The school’s current enrollment is 1,709 students, and a 2017 demographic study suggested the town should aim to build a high school for 1,900 students. Under current guidelines from the Massachusetts School Building Authority, the existing school only has enough space for 1,400 students.

The current high school was designed for 1,200 students in grades 10-12 and opened along with Dunn Gym in 1968. The Collins Center was added in 1983. The last significant renovation came in 1995, when the science wing and field house were added, and the school was expanded to include ninth graders. AHS is just one of three high schools in Essex County that has not been replaced or had major renovations in the past 25 years.

Both plans being sent for pricing would keep the field house but demolish the science wing. A replacement or renovation could increase the size of the school by as much as 60.5 percent, according to preliminary schematics.

Tentative Timeline

On Monday, the select board approved the building committee’s timeline through May for bringing a proposal for renovating or replacing Andover High School to Special Town Meeting within a year. The Andover School Committee will also review the timeline.

Barring setbacks or delays, a special town meeting would be asked to approve an override to borrow money for the school next January, with site work beginning shortly after final approval. While the project — which is moving forward without state funding from the Massachusetts School Building Authority –would be the most expensive taxpayers have been asked to approve in Andover’s history, preliminary cost estimates will not be available until late March.

Once approved, construction of a new school would take approximately two to three years.

Key dates moving forward include:

  • March 23: Preliminary cost estimates presented to Andover High School Building Committee.
  • April 27: Building committee chooses to recommend renovation or new construction.
  • May 2023: Select board and school committee asked to approve building committee’s recommendation.
  • May 2023: Town Meeting asked to approve schematic design funds.
  • September or October 2023: Cost estimates performed.
  • Jan. 2024: Special Town Meeting asked to approve construction funding.

Photo: Carlene Bell-Flanagan (standing) addresses the Andover High School Building Committee at its Feb. 8 meeting.

3 thoughts on “New HS Design Raises Accessibility Concerns”
  1. Note that the Select Board only approved the proposed schedule through May, up to May 2023 Town Meeting. After deliberation, they specifically did not approve the entire proposed schedule all the way to the envisioned January 2024 “funding” Special Town Meeting. This Select Board approval request by the SBC was a ploy to build momentum, anyway, since funding for the next step of the project is already an on the Town Meeting warrant.

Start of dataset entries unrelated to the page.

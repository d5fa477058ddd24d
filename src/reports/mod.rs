//! Report generation for the final compliance review.
//!
//! Three output formats share one [`ReportGenerator`] trait:
//! - Summary: compact shell-friendly text, optionally colored
//! - JSON: structured data for programmatic integration
//! - Markdown: human-readable documentation
//!
//! Catalog text may come from a user-supplied file, so the Markdown
//! reporter routes every catalog string through [`escape`].

pub mod escape;
mod json;
mod markdown;
mod summary;
mod types;

pub use json::JsonReporter;
pub use markdown::MarkdownReporter;
pub use summary::SummaryReporter;
pub use types::{ReportConfig, ReportFormat, ReportMetadata};

use crate::model::Catalog;
use crate::quality::ComplianceSummary;
use std::io::Write;
use thiserror::Error;

/// Errors that can occur during report generation
#[derive(Error, Debug)]
pub enum ReportError {
    #[error("IO error: {0}")]
    IoError(#[from] std::io::Error),

    #[error("Serialization error: {0}")]
    SerializationError(String),

    #[error("Format error: {0}")]
    FormatError(#[from] std::fmt::Error),
}

/// Trait for report generators
pub trait ReportGenerator {
    /// Generate a report for a catalog and its computed summary
    fn generate(
        &self,
        catalog: &Catalog,
        summary: &ComplianceSummary,
        config: &ReportConfig,
    ) -> Result<String, ReportError>;

    /// Write report to a writer
    fn write_report(
        &self,
        catalog: &Catalog,
        summary: &ComplianceSummary,
        config: &ReportConfig,
        writer: &mut dyn Write,
    ) -> Result<(), ReportError> {
        let report = self.generate(catalog, summary, config)?;
        writer.write_all(report.as_bytes())?;
        Ok(())
    }

    /// Get the format this generator produces
    fn format(&self) -> ReportFormat;
}

/// Create a report generator for the given format
#[must_use]
pub fn create_reporter(format: ReportFormat) -> Box<dyn ReportGenerator> {
    create_reporter_with_options(format, true)
}

/// Create a report generator, controlling ANSI color for terminal formats
#[must_use]
pub fn create_reporter_with_options(
    format: ReportFormat,
    use_color: bool,
) -> Box<dyn ReportGenerator> {
    match format {
        ReportFormat::Summary => {
            if use_color {
                Box::new(SummaryReporter::new())
            } else {
                Box::new(SummaryReporter::new().no_color())
            }
        }
        ReportFormat::Json => Box::new(JsonReporter::new()),
        ReportFormat::Markdown => Box::new(MarkdownReporter::new()),
    }
}

#[cfg(test)]
mod tests {
    use super::*;

    #[test]
    fn test_create_reporter_formats() {
        for format in [
            ReportFormat::Summary,
            ReportFormat::Json,
            ReportFormat::Markdown,
        ] {
            assert_eq!(create_reporter(format).format(), format);
        }
    }

    #[test]
    fn test_write_report_to_buffer() {
        let catalog = Catalog::builtin();
        let summary = ComplianceSummary::from_catalog(&catalog);
        let reporter = create_reporter_with_options(ReportFormat::Summary, false);

        let mut buf = Vec::new();
        reporter
            .write_report(&catalog, &summary, &ReportConfig::default(), &mut buf)
            .unwrap();
        let text = String::from_utf8(buf).unwrap();
        assert!(text.contains("81%"));
        assert!(!text.contains('\x1b'));
    }
}
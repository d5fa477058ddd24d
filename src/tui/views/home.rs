//! Home screen: file prompt and the layers that will be reviewed.

use crate::tui::app::App;
use crate::tui::theme::{Styles, colors};
use crate::tui::widgets::truncate_to_width;
use crate::wizard::ADVERTISED_FORMATS;
use ratatui::{
    prelude::*,
    widgets::{Block, Borders, Paragraph, Wrap},
};

pub fn render_home(frame: &mut Frame, area: Rect, app: &App) {
    let chunks = Layout::default()
        .direction(Direction::Vertical)
        .constraints([
            Constraint::Length(3), // Intro
            Constraint::Length(7), // Upload prompt
            Constraint::Min(6),    // Layer preview
            Constraint::Length(3), // Start action
        ])
        .split(area);

    render_intro(frame, chunks[0]);
    render_upload(frame, chunks[1], app);
    render_layer_preview(frame, chunks[2], app);
    render_start(frame, chunks[3], app);
}

fn render_intro(frame: &mut Frame, area: Rect) {
    let intro = Paragraph::new(vec![
        Line::styled("EHR Multi-Layer Compliance Review", Styles::header_title()),
        Line::styled(
            "Upload an EHR document to review privacy, interoperability, security and ABDM readiness.",
            Styles::text_muted(),
        ),
    ])
    .alignment(Alignment::Center)
    .wrap(Wrap { trim: true });
    frame.render_widget(intro, area);
}

fn render_upload(frame: &mut Frame, area: Rect, app: &App) {
    let scheme = colors();
    let inner_width = usize::from(area.width.saturating_sub(12));

    let cursor = if app.input.active && app.tick % 2 == 0 {
        "▏"
    } else {
        " "
    };
    let mut lines = vec![Line::from(vec![
        Span::styled("Path: ", Styles::label()),
        Span::styled(
            truncate_to_width(&app.input.buffer, inner_width),
            Styles::text(),
        ),
        Span::styled(cursor, Style::default().fg(scheme.accent)),
    ])];

    match app.navigator.uploaded_file() {
        Some(file) => {
            lines.push(Line::from(vec![
                Span::styled("Selected: ", Styles::label()),
                Span::styled(
                    truncate_to_width(&file.name(), inner_width),
                    Style::default().fg(scheme.success).bold(),
                ),
            ]));
            if !file.has_advertised_extension() {
                lines.push(Line::styled(
                    "Not one of the listed formats; it will be reviewed anyway.",
                    Styles::warning(),
                ));
            }
        }
        None => lines.push(Line::styled("No file selected", Styles::text_muted())),
    }
    lines.push(Line::from(vec![
        Span::styled("Supported formats: ", Styles::label()),
        Span::styled(ADVERTISED_FORMATS, Styles::text_muted()),
    ]));

    let border = if app.input.active {
        Styles::border_focused()
    } else {
        Styles::border()
    };
    let title = if app.input.active {
        " Upload EHR document (typing) "
    } else {
        " Upload EHR document [i] "
    };
    let panel = Paragraph::new(lines).block(
        Block::default()
            .title(title)
            .title_style(Styles::section_title())
            .borders(Borders::ALL)
            .border_style(border),
    );
    frame.render_widget(panel, area);
}

fn render_layer_preview(frame: &mut Frame, area: Rect, app: &App) {
    let lines: Vec<Line> = app
        .navigator
        .catalog()
        .layers()
        .iter()
        .enumerate()
        .map(|(i, layer)| {
            Line::from(vec![
                Span::styled(format!(" {}. ", i + 1), Styles::label()),
                Span::raw(format!("{} ", layer.kind.glyph())),
                Span::styled(layer.kind.title(), Styles::value()),
                Span::styled(" · ", Styles::label()),
                Span::styled(layer.kind.description(), Styles::text_muted()),
            ])
        })
        .collect();

    let title = format!(" {} compliance layers ", app.navigator.catalog().len());
    let panel = Paragraph::new(lines)
        .wrap(Wrap { trim: false })
        .block(
            Block::default()
                .title(title)
                .borders(Borders::ALL)
                .border_style(Styles::border()),
        );
    frame.render_widget(panel, area);
}

fn render_start(frame: &mut Frame, area: Rect, app: &App) {
    let scheme = colors();
    let line = if app.navigator.can_start() {
        Line::from(vec![
            Span::styled(
                " ▶ Start Analysis ",
                Style::default()
                    .fg(scheme.badge_fg_dark)
                    .bg(scheme.success)
                    .bold(),
            ),
            Span::styled("  press Enter or s", Styles::text_muted()),
        ])
    } else {
        Line::from(vec![
            Span::styled(" ▶ Start Analysis ", Style::default().fg(scheme.muted)),
            Span::styled("  select a file first", Styles::text_muted()),
        ])
    };

    let action = Paragraph::new(line)
        .alignment(Alignment::Center)
        .block(Block::default().borders(Borders::TOP).border_style(Styles::border()));
    frame.render_widget(action, area);
}
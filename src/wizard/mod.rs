//! Review wizard: upload, per-layer review, final report.
//!
//! [`Navigator`] is independent of any rendering; the TUI drives it from
//! key events and the tests drive it directly.

mod navigator;
mod upload;

pub use navigator::{Action, BlockReason, Navigator, Screen, SessionState, Transition};
pub use upload::{ADVERTISED_EXTENSIONS, ADVERTISED_FORMATS, UploadedFile};
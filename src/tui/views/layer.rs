//! Layer review screen: score, radar, heat map and findings for one layer.

use crate::model::{Check, CheckStatus, LayerRecord};
use crate::quality::{LayerStats, PROCEED_THRESHOLD, ScoreBand, can_proceed};
use crate::tui::app::App;
use crate::tui::theme::{ColorScheme, Styles, colors, severity_badge, status_icon};
use crate::tui::widgets::{RadarChart, ScoreBar, truncate_to_width};
use ratatui::{
    prelude::*,
    widgets::{Block, Borders, Cell, Gauge, Paragraph, Row, Table, Wrap},
};

const HEAT_BAR_WIDTH: u16 = 10;

pub fn render_layer(frame: &mut Frame, area: Rect, app: &App) {
    let Some(layer) = app.navigator.current_layer() else {
        return;
    };
    let findings_height = u16::try_from(layer.findings.len() * 2 + 2)
        .unwrap_or(u16::MAX)
        .min(8);

    let chunks = Layout::default()
        .direction(Direction::Vertical)
        .constraints([
            Constraint::Length(3),               // Title + progress
            Constraint::Min(10),                 // Score, radar, heat map
            Constraint::Length(findings_height), // Findings
            Constraint::Length(3),               // Action
        ])
        .split(area);

    render_title(frame, chunks[0], app, layer);

    let columns = Layout::default()
        .direction(Direction::Horizontal)
        .constraints([
            Constraint::Percentage(28),
            Constraint::Percentage(34),
            Constraint::Percentage(38),
        ])
        .split(chunks[1]);
    render_score_panel(frame, columns[0], layer);
    render_radar(frame, columns[1], layer);
    render_heat_map(frame, columns[2], layer);

    render_findings(frame, chunks[2], layer);
    render_action(frame, chunks[3], app, layer);
}

fn render_title(frame: &mut Frame, area: Rect, app: &App, layer: &LayerRecord) {
    let scheme = colors();
    let (position, total) = app.navigator.progress();
    let halves = Layout::default()
        .direction(Direction::Horizontal)
        .constraints([Constraint::Percentage(60), Constraint::Percentage(40)])
        .split(area);

    let title = Paragraph::new(vec![
        Line::from(vec![
            Span::raw(format!("{} ", layer.kind.glyph())),
            Span::styled(layer.name.clone(), Styles::header_title()),
        ]),
        Line::styled(layer.kind.description(), Styles::text_muted()),
    ]);
    frame.render_widget(title, halves[0]);

    let ratio = if total == 0 {
        0.0
    } else {
        position as f64 / total as f64
    };
    let progress = Gauge::default()
        .block(Block::default().borders(Borders::ALL).border_style(Styles::border()))
        .gauge_style(Style::default().fg(scheme.primary).bg(scheme.track))
        .ratio(ratio.clamp(0.0, 1.0))
        .label(format!("Layer {position} of {total}"));
    frame.render_widget(progress, halves[1]);
}

fn render_score_panel(frame: &mut Frame, area: Rect, layer: &LayerRecord) {
    let scheme = colors();
    let band = ScoreBand::from_score(layer.score);
    let color = scheme.band_color(band);
    let rows = Layout::default()
        .direction(Direction::Vertical)
        .constraints([Constraint::Length(3), Constraint::Min(4)])
        .split(area);

    let gauge = Gauge::default()
        .block(
            Block::default()
                .title(" Score ")
                .borders(Borders::ALL)
                .border_style(Style::default().fg(color)),
        )
        .gauge_style(Style::default().fg(color).bg(scheme.track))
        .percent(u16::from(layer.score.min(100)))
        .label(format!("{}% ({})", layer.score, band.label()));
    frame.render_widget(gauge, rows[0]);

    let stats = LayerStats::from_layer(layer);
    let count_line = |label: &'static str, count: usize, status: CheckStatus| {
        Line::from(vec![
            status_icon(status),
            Span::styled(format!(" {label:<9}"), Styles::label()),
            Span::styled(
                count.to_string(),
                Style::default().fg(scheme.status_color(status)).bold(),
            ),
        ])
    };
    let index = Paragraph::new(vec![
        count_line("Passed", stats.passed, CheckStatus::Pass),
        count_line("Warnings", stats.warnings, CheckStatus::Warning),
        count_line("Failed", stats.failed, CheckStatus::Fail),
        Line::from(vec![
            Span::styled("  Total     ", Styles::label()),
            Span::styled(stats.total.to_string(), Styles::value()),
        ]),
    ])
    .block(
        Block::default()
            .title(" Compliance Index ")
            .borders(Borders::ALL)
            .border_style(Styles::border()),
    );
    frame.render_widget(index, rows[1]);
}

fn render_radar(frame: &mut Frame, area: Rect, layer: &LayerRecord) {
    let radar = RadarChart::new(&layer.radar_points)
        .color(colors().score_color(layer.score))
        .block(
            Block::default()
                .title(" Coverage ")
                .borders(Borders::ALL)
                .border_style(Styles::border()),
        );
    frame.render_widget(radar, area);
}

/// Heat-map bar colored by the score band; the row icon carries the status.
fn heat_bar(scheme: &ColorScheme, check: &Check) -> Line<'static> {
    Line::from(
        ScoreBar::new(check.score)
            .color(scheme.score_color(check.score))
            .spans(HEAT_BAR_WIDTH),
    )
}

fn render_heat_map(frame: &mut Frame, area: Rect, layer: &LayerRecord) {
    let name_width = usize::from(area.width.saturating_sub(HEAT_BAR_WIDTH + 12));
    let rows: Vec<Row> = layer
        .checks
        .iter()
        .map(|check| {
            Row::new(vec![
                Cell::from(status_icon(check.status)),
                Cell::from(truncate_to_width(&check.name, name_width)),
                Cell::from(heat_bar(&colors(), check)),
                Cell::from(Span::styled(
                    format!("{:>3}%", check.score),
                    Styles::score(check.score),
                )),
            ])
        })
        .collect();

    let table = Table::new(
        rows,
        [
            Constraint::Length(1),
            Constraint::Min(8),
            Constraint::Length(HEAT_BAR_WIDTH),
            Constraint::Length(4),
        ],
    )
    .column_spacing(1)
    .block(
        Block::default()
            .title(" Checks ")
            .borders(Borders::ALL)
            .border_style(Styles::border()),
    );
    frame.render_widget(table, area);
}

fn render_findings(frame: &mut Frame, area: Rect, layer: &LayerRecord) {
    let mut lines = Vec::new();
    for finding in &layer.findings {
        lines.push(Line::from(vec![
            severity_badge(finding.severity),
            Span::raw(" "),
            Span::styled(finding.message.clone(), Styles::text()),
        ]));
        lines.push(Line::from(vec![
            Span::styled("   → ", Styles::label()),
            Span::styled(finding.fix.clone(), Styles::text_muted()),
        ]));
    }

    let panel = Paragraph::new(lines).wrap(Wrap { trim: false }).block(
        Block::default()
            .title(format!(" Findings ({}) ", layer.findings.len()))
            .borders(Borders::ALL)
            .border_style(Styles::border()),
    );
    frame.render_widget(panel, area);
}

fn render_action(frame: &mut Frame, area: Rect, app: &App, layer: &LayerRecord) {
    let scheme = colors();
    let label = if app.navigator.is_last_layer() {
        "Generate Final Report"
    } else {
        "Next Layer"
    };

    let line = if can_proceed(layer) {
        Line::from(vec![
            Span::styled(
                format!(" ▶ {label} "),
                Style::default()
                    .fg(scheme.badge_fg_dark)
                    .bg(scheme.success)
                    .bold(),
            ),
            Span::styled("  Enter/n", Styles::text_muted()),
            Span::styled("   c cancel", Styles::text_muted()),
        ])
    } else {
        Line::from(vec![
            Span::styled(format!(" ▶ {label} "), Style::default().fg(scheme.muted)),
            Span::styled(
                format!("  Score below threshold ({PROCEED_THRESHOLD}%)"),
                Styles::error(),
            ),
        ])
    };

    let action = Paragraph::new(line)
        .alignment(Alignment::Center)
        .block(Block::default().borders(Borders::TOP).border_style(Styles::border()));
    frame.render_widget(action, area);
}
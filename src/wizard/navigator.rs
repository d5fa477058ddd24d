//! The review wizard state machine.
//!
//! ```text
//!   home --start (file selected)--> layer[0]
//!   layer[i] --advance (score >= 70, i < last)--> layer[i+1]
//!   layer[last] --advance (score >= 70)--> final
//!   layer[i] --cancel--> home      (file and index cleared)
//!   final --restart--> home        (file and index cleared)
//!   any --reset--> home            (file and index cleared)
//! ```
//!
//! Operations that are not allowed in the current state leave the session
//! untouched and report why through [`Transition::Blocked`].

use super::upload::UploadedFile;
use crate::model::{Catalog, LayerRecord};
use crate::quality::{PROCEED_THRESHOLD, can_proceed};
use std::fmt;

/// Wizard stage.
#[derive(Debug, Clone, Copy, Default, PartialEq, Eq, Hash)]
pub enum Screen {
    #[default]
    Home,
    Layer,
    Final,
}

impl Screen {
    #[must_use]
    pub const fn name(&self) -> &'static str {
        match self {
            Self::Home => "home",
            Self::Layer => "layer",
            Self::Final => "final",
        }
    }
}

impl fmt::Display for Screen {
    fn fmt(&self, f: &mut fmt::Formatter<'_>) -> fmt::Result {
        f.write_str(self.name())
    }
}

/// The whole of the mutable wizard state.
#[derive(Debug, Clone, Default, PartialEq, Eq)]
pub struct SessionState {
    pub screen: Screen,
    pub uploaded_file: Option<UploadedFile>,
    /// Meaningful only while `screen` is [`Screen::Layer`].
    pub current_layer_index: usize,
}

impl SessionState {
    /// Whether this is the start-of-session state.
    #[must_use]
    pub fn is_initial(&self) -> bool {
        *self == Self::default()
    }
}

/// User actions that drive the wizard.
#[derive(Debug, Clone, Copy, PartialEq, Eq)]
pub enum Action {
    SelectFile,
    Start,
    Advance,
    Cancel,
    Restart,
    Reset,
}

impl Action {
    #[must_use]
    pub const fn name(&self) -> &'static str {
        match self {
            Self::SelectFile => "select file",
            Self::Start => "start analysis",
            Self::Advance => "advance",
            Self::Cancel => "cancel analysis",
            Self::Restart => "start new analysis",
            Self::Reset => "reset",
        }
    }
}

/// Why an action left the session unchanged.
#[derive(Debug, Clone, Copy, PartialEq, Eq)]
pub enum BlockReason {
    /// Start requested with no file selected
    NoFileSelected,
    /// Active layer score is under the proceed threshold
    BelowThreshold { score: u8, threshold: u8 },
    /// Action has no meaning on this screen
    NotAvailable { action: Action, screen: Screen },
}

impl fmt::Display for BlockReason {
    fn fmt(&self, f: &mut fmt::Formatter<'_>) -> fmt::Result {
        match self {
            Self::NoFileSelected => f.write_str("Select a file before starting the analysis"),
            Self::BelowThreshold { score, threshold } => {
                write!(f, "Score below threshold ({threshold}%): layer scored {score}%")
            }
            Self::NotAvailable { action, screen } => {
                write!(f, "Cannot {} from the {} screen", action.name(), screen)
            }
        }
    }
}

/// Result of applying an action.
#[derive(Debug, Clone, Copy, PartialEq, Eq)]
pub enum Transition {
    /// Screen (or layer index) changed
    Moved { from: Screen, to: Screen },
    /// State changed without changing screen
    Updated,
    /// Nothing changed
    Blocked(BlockReason),
}

impl Transition {
    #[must_use]
    pub const fn is_blocked(&self) -> bool {
        matches!(self, Self::Blocked(_))
    }
}

/// Owns the session state and the catalog it walks through.
#[derive(Debug, Clone)]
pub struct Navigator {
    catalog: Catalog,
    state: SessionState,
}

impl Default for Navigator {
    fn default() -> Self {
        Self::new(Catalog::builtin())
    }
}

impl Navigator {
    #[must_use]
    pub fn new(catalog: Catalog) -> Self {
        Self {
            catalog,
            state: SessionState::default(),
        }
    }

    #[must_use]
    pub const fn state(&self) -> &SessionState {
        &self.state
    }

    #[must_use]
    pub const fn screen(&self) -> Screen {
        self.state.screen
    }

    #[must_use]
    pub const fn catalog(&self) -> &Catalog {
        &self.catalog
    }

    #[must_use]
    pub const fn uploaded_file(&self) -> Option<&UploadedFile> {
        self.state.uploaded_file.as_ref()
    }

    #[must_use]
    pub const fn current_layer_index(&self) -> usize {
        self.state.current_layer_index
    }

    /// The layer under review, only while on the layer screen.
    #[must_use]
    pub fn current_layer(&self) -> Option<&LayerRecord> {
        match self.state.screen {
            Screen::Layer => self.catalog.layer(self.state.current_layer_index),
            Screen::Home | Screen::Final => None,
        }
    }

    /// Whether the current layer is the last one before the final report.
    #[must_use]
    pub fn is_last_layer(&self) -> bool {
        self.state.current_layer_index + 1 >= self.catalog.len()
    }

    /// Whether the start action is enabled.
    #[must_use]
    pub fn can_start(&self) -> bool {
        self.state.screen == Screen::Home && self.state.uploaded_file.is_some()
    }

    /// Whether the advance action is enabled.
    #[must_use]
    pub fn can_proceed(&self) -> bool {
        self.current_layer().is_some_and(can_proceed)
    }

    /// Store the selected file, replacing any earlier selection.
    pub fn select_file(&mut self, file: UploadedFile) -> Transition {
        if self.state.screen != Screen::Home {
            return self.blocked(BlockReason::NotAvailable {
                action: Action::SelectFile,
                screen: self.state.screen,
            });
        }
        tracing::debug!("Selected file {}", file.name());
        self.state.uploaded_file = Some(file);
        Transition::Updated
    }

    /// Begin reviewing from the first layer.
    pub fn start_analysis(&mut self) -> Transition {
        if self.state.screen != Screen::Home {
            return self.blocked(BlockReason::NotAvailable {
                action: Action::Start,
                screen: self.state.screen,
            });
        }
        if self.state.uploaded_file.is_none() {
            return self.blocked(BlockReason::NoFileSelected);
        }
        self.state.current_layer_index = 0;
        self.move_to(Screen::Layer)
    }

    /// Go to the next layer, or to the final report after the last one.
    pub fn advance(&mut self) -> Transition {
        let Some(layer) = self.current_layer() else {
            return self.blocked(BlockReason::NotAvailable {
                action: Action::Advance,
                screen: self.state.screen,
            });
        };
        if !can_proceed(layer) {
            let reason = BlockReason::BelowThreshold {
                score: layer.score,
                threshold: PROCEED_THRESHOLD,
            };
            return self.blocked(reason);
        }

        if self.is_last_layer() {
            self.move_to(Screen::Final)
        } else {
            self.state.current_layer_index += 1;
            self.move_to(Screen::Layer)
        }
    }

    /// Abandon the review and return home.
    pub fn cancel(&mut self) -> Transition {
        if self.state.screen != Screen::Layer {
            return self.blocked(BlockReason::NotAvailable {
                action: Action::Cancel,
                screen: self.state.screen,
            });
        }
        self.clear_and_go_home()
    }

    /// Leave the final report and start over.
    pub fn restart(&mut self) -> Transition {
        if self.state.screen != Screen::Final {
            return self.blocked(BlockReason::NotAvailable {
                action: Action::Restart,
                screen: self.state.screen,
            });
        }
        self.clear_and_go_home()
    }

    /// Return to the initial state from any screen.
    pub fn reset(&mut self) -> Transition {
        self.clear_and_go_home()
    }

    /// `(position, total)` of the layer under review, 1-based.
    #[must_use]
    pub fn progress(&self) -> (usize, usize) {
        (self.state.current_layer_index + 1, self.catalog.len())
    }

    fn clear_and_go_home(&mut self) -> Transition {
        self.state.uploaded_file = None;
        self.state.current_layer_index = 0;
        self.move_to(Screen::Home)
    }

    fn move_to(&mut self, to: Screen) -> Transition {
        let from = self.state.screen;
        self.state.screen = to;
        tracing::debug!(
            "Wizard {} -> {} (layer index {})",
            from,
            to,
            self.state.current_layer_index
        );
        Transition::Moved { from, to }
    }

    fn blocked(&self, reason: BlockReason) -> Transition {
        tracing::debug!("Wizard action blocked on {}: {}", self.state.screen, reason);
        Transition::Blocked(reason)
    }
}
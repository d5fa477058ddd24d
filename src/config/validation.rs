//! Configuration validation.

use super::types::{AppConfig, BehaviorConfig, CatalogConfig, OutputConfig, TuiConfig};
use crate::error::{ComplianceError, Result};
use crate::model::MAX_SCORE;
use crate::tui::THEME_NAMES;

// ============================================================================
// Configuration Error
// ============================================================================

/// A single invalid configuration value.
#[derive(Debug, Clone, PartialEq, Eq, thiserror::Error)]
#[error("{field}: {message}")]
pub struct ConfigError {
    /// The field that failed validation
    pub field: String,
    /// Description of the validation error
    pub message: String,
}

impl ConfigError {
    fn new(field: &str, message: impl Into<String>) -> Self {
        Self {
            field: field.to_string(),
            message: message.into(),
        }
    }
}

// ============================================================================
// Validation Trait
// ============================================================================

/// Trait for validatable configuration types.
pub trait Validatable {
    /// Validate the configuration, returning any errors found.
    fn validate(&self) -> Vec<ConfigError>;

    /// Check if the configuration is valid.
    fn is_valid(&self) -> bool {
        self.validate().is_empty()
    }
}

// ============================================================================
// Validation Implementations
// ============================================================================

impl Validatable for AppConfig {
    fn validate(&self) -> Vec<ConfigError> {
        let mut errors = Vec::new();
        errors.extend(self.output.validate());
        errors.extend(self.behavior.validate());
        errors.extend(self.tui.validate());
        errors.extend(self.catalog.validate());
        errors
    }
}

impl AppConfig {
    /// Consume the config, failing with every validation problem joined.
    pub fn validated(self) -> Result<Self> {
        let problems = self.validate();
        if problems.is_empty() {
            return Ok(self);
        }
        let joined = problems
            .iter()
            .map(ToString::to_string)
            .collect::<Vec<_>>()
            .join("; ");
        Err(ComplianceError::validation(joined))
    }
}

impl Validatable for OutputConfig {
    fn validate(&self) -> Vec<ConfigError> {
        let mut errors = Vec::new();
        if let Some(parent) = self.file.as_ref().and_then(|f| f.parent()) {
            if !parent.as_os_str().is_empty() && !parent.exists() {
                errors.push(ConfigError::new(
                    "output.file",
                    format!("Parent directory does not exist: {}", parent.display()),
                ));
            }
        }
        errors
    }
}

impl Validatable for BehaviorConfig {
    fn validate(&self) -> Vec<ConfigError> {
        let mut errors = Vec::new();
        if let Some(min) = self.min_score {
            if min > MAX_SCORE {
                errors.push(ConfigError::new(
                    "behavior.min_score",
                    format!("Minimum score must be between 0 and 100, got {min}"),
                ));
            }
        }
        errors
    }
}

impl Validatable for TuiConfig {
    fn validate(&self) -> Vec<ConfigError> {
        let mut errors = Vec::new();
        if !THEME_NAMES.contains(&self.theme.to_lowercase().as_str()) {
            errors.push(ConfigError::new(
                "tui.theme",
                format!(
                    "Invalid theme '{}'. Valid options: {}",
                    self.theme,
                    THEME_NAMES.join(", ")
                ),
            ));
        }
        if !(16..=5000).contains(&self.tick_rate_ms) {
            errors.push(ConfigError::new(
                "tui.tick_rate_ms",
                format!(
                    "Tick rate must be between 16 and 5000 ms, got {}",
                    self.tick_rate_ms
                ),
            ));
        }
        if let Some(dir) = &self.export_dir {
            if !dir.is_dir() {
                errors.push(ConfigError::new(
                    "tui.export_dir",
                    format!("Not a directory: {}", dir.display()),
                ));
            }
        }
        errors
    }
}

impl Validatable for CatalogConfig {
    fn validate(&self) -> Vec<ConfigError> {
        let mut errors = Vec::new();
        if let Some(file) = &self.file {
            if !file.is_file() {
                errors.push(ConfigError::new(
                    "catalog.file",
                    format!("Catalog file not found: {}", file.display()),
                ));
            }
        }
        errors
    }
}

#[cfg(test)]
mod tests {
    use super::*;
    use std::path::PathBuf;

    #[test]
    fn test_default_config_is_valid() {
        assert!(AppConfig::default().is_valid());
    }

    #[test]
    fn test_validated_joins_problems() {
        let config = AppConfig::builder().theme("neon").min_score(Some(120)).build();
        match config.validated() {
            Err(ComplianceError::Validation(msg)) => {
                assert!(msg.contains("behavior.min_score: "));
                assert!(msg.contains("; tui.theme: "));
            }
            other => panic!("Expected Validation error, got {other:?}"),
        }
        assert!(AppConfig::default().validated().is_ok());
    }

    #[test]
    fn test_tui_config_validation() {
        let invalid = TuiConfig {
            theme: "neon".to_string(),
            ..TuiConfig::default()
        };
        let errors = invalid.validate();
        assert_eq!(errors.len(), 1);
        assert_eq!(errors[0].field, "tui.theme");

        let hc = TuiConfig {
            theme: "High-Contrast".to_string(),
            ..TuiConfig::default()
        };
        assert!(hc.is_valid());

        let too_fast = TuiConfig {
            tick_rate_ms: 1,
            ..TuiConfig::default()
        };
        assert!(!too_fast.is_valid());
    }

    #[test]
    fn test_min_score_range() {
        let invalid = BehaviorConfig {
            min_score: Some(101),
            ..BehaviorConfig::default()
        };
        assert!(!invalid.is_valid());
        let valid = BehaviorConfig {
            min_score: Some(100),
            ..BehaviorConfig::default()
        };
        assert!(valid.is_valid());
    }

    #[test]
    fn test_missing_catalog_file() {
        let config = CatalogConfig {
            file: Some(PathBuf::from("/nonexistent/catalog.yaml")),
        };
        let errors = config.validate();
        assert_eq!(errors.len(), 1);
        assert!(errors[0].to_string().starts_with("catalog.file: "));
    }

    #[test]
    fn test_output_parent_must_exist() {
        let config = OutputConfig {
            file: Some(PathBuf::from("/nonexistent/dir/report.json")),
            ..OutputConfig::default()
        };
        assert!(!config.is_valid());
        let local = OutputConfig {
            file: Some(PathBuf::from("report.json")),
            ..OutputConfig::default()
        };
        assert!(local.is_valid());
    }
}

    Still problematic, in addition to the accessibility concerns raised by Ms. Bell-Flanagan, light/traffic/noise concerns raised by nearby residents, and the fact that there is still not even a first rough cost estimate for what will be the biggest financial commitment ever made by the Town, is that the SBC tail is wagging the Town dog. At the May 2023 Town Meeting, we will be asked to approve $1.3M for schematic design when, according to the SBC schedule presented, neither School Board nor Select Board will by that time have approved which of the build options to carry forward. So we will be being asked to sign a big check for detailing a design for one school alternative before even knowing which alternative will be approved!

    There is broad agreement that we need a new high school, but best would be to slow down and get it right. Delaying a year or two might incur some relatively-small architect hold or restart costs, but those likely would be far offset by interest savings on on the massive debt we will incur to build this school without state support, since interest rates are widely expected to be lower a couple of years from now. Pushing out a couple of years would also give some time to begin digesting the huge Pension Obligation Bond and West Elementary debts we have already approved, the effects of which are not yet fully reflected in property tax bills.

    1. Thanks for catching my mistake (again), Kevin. Story has been corrected with a link to the story about the building committee’s appearance before the select board on Monday.